(Stored dataset items)
<<<<

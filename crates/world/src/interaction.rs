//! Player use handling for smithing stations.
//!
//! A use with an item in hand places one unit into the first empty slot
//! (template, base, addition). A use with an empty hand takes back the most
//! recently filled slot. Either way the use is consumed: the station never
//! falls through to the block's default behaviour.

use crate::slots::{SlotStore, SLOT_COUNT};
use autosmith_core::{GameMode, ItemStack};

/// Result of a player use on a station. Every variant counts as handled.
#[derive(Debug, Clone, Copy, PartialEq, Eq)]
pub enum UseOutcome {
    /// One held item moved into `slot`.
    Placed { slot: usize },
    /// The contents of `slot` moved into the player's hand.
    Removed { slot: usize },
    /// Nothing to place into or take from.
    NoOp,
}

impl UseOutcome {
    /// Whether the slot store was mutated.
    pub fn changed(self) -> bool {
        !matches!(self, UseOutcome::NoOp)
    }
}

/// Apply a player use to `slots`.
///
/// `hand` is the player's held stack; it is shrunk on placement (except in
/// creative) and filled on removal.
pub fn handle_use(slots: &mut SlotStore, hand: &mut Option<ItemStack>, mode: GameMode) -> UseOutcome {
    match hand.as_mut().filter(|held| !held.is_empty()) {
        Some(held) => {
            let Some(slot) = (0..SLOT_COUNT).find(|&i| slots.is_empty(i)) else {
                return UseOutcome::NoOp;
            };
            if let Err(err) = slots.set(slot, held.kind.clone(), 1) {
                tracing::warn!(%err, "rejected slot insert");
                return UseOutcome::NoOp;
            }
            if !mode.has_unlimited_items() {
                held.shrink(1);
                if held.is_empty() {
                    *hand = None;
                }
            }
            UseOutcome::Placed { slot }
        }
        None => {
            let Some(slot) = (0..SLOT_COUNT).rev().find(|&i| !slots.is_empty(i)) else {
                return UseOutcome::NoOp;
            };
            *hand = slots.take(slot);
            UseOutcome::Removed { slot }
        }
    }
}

>>>>
<<<<

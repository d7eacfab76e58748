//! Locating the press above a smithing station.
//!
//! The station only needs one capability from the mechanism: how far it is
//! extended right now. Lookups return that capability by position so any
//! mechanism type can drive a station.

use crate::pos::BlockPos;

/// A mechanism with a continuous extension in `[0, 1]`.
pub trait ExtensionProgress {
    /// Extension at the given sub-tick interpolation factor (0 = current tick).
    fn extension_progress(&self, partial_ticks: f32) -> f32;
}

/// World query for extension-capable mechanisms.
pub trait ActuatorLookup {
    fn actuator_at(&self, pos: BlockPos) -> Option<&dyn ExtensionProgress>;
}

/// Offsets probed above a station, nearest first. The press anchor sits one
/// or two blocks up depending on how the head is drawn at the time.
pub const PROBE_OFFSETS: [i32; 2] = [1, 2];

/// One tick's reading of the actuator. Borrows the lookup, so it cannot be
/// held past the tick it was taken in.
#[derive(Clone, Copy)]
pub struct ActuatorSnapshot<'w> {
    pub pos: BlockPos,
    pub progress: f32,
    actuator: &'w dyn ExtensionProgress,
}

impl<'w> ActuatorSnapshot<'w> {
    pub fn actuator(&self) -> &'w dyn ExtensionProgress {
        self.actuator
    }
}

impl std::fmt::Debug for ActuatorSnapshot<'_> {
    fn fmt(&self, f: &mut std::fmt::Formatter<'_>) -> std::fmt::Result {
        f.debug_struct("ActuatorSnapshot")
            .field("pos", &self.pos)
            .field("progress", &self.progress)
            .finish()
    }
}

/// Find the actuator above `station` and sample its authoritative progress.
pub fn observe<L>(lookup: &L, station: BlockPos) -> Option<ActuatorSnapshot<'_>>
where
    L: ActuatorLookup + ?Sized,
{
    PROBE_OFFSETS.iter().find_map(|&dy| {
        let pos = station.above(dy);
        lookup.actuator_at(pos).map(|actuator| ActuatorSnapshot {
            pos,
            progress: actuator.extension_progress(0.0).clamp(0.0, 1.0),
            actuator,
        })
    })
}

>>>>

» **ACTION ITEM**:
Checking each line above, count the ones that hold the word "capability" and state the total alone.

» **OUTPUT BELOW**:
2